| Task description |
Produce an exact copy of all records below.

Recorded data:
Content starts

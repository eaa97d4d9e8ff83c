//! Two-priority job queue (`high`, `default`) over the shared key-value
//! store: dedup by job-id, enqueue-at-front, and TTL/timeout bookkeeping.
//! Completion fan-out runs over `framecache_kv::KvClient::subscribe`
//! rather than a queue-owned pub/sub channel.

pub mod error;
pub mod job;
pub mod queue;

pub use error::{QueueError, QueueResult};
pub use job::EnqueueOptions;
pub use queue::JobQueue;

Content ends

| Written response |
repository eaa97d4d9e8ff83c
//! Two-priority job queue (`high`, `default`) over the shared key-value
//! store: dedup by job-id, enqueue-at-front, and TTL/timeout bookkeeping.
//! Completion fan-out runs over `framecache_kv::KvClient::subscribe`
//! rather than a queue-owned pub/sub channel.

pub mod error;
pub mod job;
pub mod queue;

pub use error::{QueueError, QueueResult};
pub use job::EnqueueOptions;
pub use queue::JobQueue;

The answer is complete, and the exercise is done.